Dataset entries
*****

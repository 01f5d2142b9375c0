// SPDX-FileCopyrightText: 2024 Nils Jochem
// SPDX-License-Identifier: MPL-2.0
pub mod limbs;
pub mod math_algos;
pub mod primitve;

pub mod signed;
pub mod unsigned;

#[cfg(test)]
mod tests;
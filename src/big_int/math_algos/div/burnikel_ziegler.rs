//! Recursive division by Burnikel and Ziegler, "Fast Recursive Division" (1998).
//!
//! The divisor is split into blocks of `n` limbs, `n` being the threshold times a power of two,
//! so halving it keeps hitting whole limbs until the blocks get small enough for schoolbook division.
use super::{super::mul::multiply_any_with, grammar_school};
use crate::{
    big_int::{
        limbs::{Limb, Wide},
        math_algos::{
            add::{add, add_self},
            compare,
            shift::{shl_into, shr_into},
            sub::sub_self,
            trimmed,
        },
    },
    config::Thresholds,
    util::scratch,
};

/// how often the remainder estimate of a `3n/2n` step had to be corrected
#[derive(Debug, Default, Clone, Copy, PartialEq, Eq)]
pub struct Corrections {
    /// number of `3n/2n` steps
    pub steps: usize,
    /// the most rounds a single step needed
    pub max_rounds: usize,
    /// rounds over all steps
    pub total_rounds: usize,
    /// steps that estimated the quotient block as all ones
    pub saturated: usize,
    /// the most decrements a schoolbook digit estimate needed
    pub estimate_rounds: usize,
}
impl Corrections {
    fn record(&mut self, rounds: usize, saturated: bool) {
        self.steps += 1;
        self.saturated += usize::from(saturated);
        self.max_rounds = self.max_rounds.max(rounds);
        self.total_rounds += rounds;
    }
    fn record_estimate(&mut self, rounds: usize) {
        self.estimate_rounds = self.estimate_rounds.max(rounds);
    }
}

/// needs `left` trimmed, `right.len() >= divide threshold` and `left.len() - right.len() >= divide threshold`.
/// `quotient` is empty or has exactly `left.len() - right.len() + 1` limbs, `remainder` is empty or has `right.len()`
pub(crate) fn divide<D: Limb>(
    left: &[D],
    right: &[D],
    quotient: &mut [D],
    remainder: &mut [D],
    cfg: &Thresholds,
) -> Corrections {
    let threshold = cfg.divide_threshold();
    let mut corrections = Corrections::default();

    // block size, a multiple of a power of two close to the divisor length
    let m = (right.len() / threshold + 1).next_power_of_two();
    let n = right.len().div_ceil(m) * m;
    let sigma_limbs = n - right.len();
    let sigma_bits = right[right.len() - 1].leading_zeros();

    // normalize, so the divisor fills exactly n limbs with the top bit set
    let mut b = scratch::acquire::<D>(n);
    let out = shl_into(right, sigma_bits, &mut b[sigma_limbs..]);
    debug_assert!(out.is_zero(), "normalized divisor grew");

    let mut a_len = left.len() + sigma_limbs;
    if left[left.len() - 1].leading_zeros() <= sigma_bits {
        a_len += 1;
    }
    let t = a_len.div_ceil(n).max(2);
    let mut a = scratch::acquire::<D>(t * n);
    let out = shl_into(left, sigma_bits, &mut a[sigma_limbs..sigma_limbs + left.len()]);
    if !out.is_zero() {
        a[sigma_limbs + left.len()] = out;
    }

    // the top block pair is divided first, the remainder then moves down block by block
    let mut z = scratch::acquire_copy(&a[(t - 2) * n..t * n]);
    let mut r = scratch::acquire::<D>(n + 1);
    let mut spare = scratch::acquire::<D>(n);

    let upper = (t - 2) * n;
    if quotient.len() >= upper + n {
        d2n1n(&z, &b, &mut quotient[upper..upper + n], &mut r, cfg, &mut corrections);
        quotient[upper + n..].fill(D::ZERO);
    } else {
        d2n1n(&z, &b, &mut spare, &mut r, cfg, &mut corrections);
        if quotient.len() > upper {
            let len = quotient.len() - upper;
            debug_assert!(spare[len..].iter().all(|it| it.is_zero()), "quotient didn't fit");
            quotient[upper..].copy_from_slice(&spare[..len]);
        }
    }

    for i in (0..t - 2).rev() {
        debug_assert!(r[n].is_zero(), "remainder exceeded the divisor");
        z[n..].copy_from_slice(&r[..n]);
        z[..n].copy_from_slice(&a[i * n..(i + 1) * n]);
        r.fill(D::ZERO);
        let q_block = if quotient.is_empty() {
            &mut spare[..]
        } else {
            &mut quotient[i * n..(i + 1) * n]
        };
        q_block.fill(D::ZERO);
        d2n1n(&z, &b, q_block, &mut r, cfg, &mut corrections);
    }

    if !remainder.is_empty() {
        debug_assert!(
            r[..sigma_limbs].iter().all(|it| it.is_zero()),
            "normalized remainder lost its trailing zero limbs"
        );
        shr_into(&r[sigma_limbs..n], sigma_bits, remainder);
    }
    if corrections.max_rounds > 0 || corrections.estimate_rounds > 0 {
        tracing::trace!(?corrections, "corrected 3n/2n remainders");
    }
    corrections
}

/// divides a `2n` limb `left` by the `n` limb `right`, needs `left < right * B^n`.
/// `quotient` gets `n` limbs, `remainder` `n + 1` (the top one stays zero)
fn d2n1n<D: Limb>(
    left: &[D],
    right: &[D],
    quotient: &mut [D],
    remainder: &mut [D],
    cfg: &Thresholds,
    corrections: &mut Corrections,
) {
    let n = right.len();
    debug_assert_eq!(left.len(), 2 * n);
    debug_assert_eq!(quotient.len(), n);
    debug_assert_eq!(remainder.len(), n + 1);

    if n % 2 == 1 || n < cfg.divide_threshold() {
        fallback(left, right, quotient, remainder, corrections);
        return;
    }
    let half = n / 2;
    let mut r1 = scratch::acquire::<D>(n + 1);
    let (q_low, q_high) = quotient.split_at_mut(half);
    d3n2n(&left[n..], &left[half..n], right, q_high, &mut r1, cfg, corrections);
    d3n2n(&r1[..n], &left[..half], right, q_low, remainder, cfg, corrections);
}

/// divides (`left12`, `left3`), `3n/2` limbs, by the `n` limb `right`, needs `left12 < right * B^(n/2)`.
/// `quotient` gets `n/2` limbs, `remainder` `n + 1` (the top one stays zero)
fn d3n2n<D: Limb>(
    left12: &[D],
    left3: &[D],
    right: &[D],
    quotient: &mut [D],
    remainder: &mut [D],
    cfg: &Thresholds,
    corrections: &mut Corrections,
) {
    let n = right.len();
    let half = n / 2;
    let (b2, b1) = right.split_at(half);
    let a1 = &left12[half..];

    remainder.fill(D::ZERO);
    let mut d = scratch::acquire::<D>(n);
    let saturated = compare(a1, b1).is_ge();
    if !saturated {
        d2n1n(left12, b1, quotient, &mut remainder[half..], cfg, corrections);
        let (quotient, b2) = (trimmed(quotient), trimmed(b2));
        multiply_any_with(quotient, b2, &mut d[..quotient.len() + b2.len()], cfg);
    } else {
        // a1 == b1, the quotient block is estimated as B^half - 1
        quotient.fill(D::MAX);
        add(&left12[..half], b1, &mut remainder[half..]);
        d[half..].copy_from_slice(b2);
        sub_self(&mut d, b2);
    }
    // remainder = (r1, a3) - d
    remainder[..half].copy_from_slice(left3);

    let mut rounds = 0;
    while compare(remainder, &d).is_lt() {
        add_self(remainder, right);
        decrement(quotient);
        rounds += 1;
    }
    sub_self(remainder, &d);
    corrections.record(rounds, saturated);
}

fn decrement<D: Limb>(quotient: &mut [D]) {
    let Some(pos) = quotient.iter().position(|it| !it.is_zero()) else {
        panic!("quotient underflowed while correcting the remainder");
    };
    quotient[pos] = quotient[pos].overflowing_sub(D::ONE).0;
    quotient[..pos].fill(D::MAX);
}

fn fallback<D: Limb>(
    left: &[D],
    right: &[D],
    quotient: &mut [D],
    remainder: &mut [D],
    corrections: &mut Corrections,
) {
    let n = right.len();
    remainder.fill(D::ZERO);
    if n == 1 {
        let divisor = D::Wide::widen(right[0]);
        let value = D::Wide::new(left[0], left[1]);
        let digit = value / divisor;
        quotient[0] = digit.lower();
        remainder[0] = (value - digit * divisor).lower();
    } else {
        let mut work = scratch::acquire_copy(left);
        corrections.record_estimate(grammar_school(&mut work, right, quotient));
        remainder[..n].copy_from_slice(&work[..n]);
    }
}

*****

Problem description:
Could you return exactly the stretch of the data above that starts at the line with "let mut a_len = left.len() + sigma_limbs;" and ends at the line with "let mut r = scratch::acquire::<D>(n + 1);", both lines included?

Exercise solution:
    let mut a_len = left.len() + sigma_limbs;
    if left[left.len() - 1].leading_zeros() <= sigma_bits {
        a_len += 1;
    }
    let t = a_len.div_ceil(n).max(2);
    let mut a = scratch::acquire::<D>(t * n);
    let out = shl_into(left, sigma_bits, &mut a[sigma_limbs..sigma_limbs + left.len()]);
    if !out.is_zero() {
        a[sigma_limbs + left.len()] = out;
    }

    // the top block pair is divided first, the remainder then moves down block by block
    let mut z = scratch::acquire_copy(&a[(t - 2) * n..t * n]);
    let mut r = scratch::acquire::<D>(n + 1);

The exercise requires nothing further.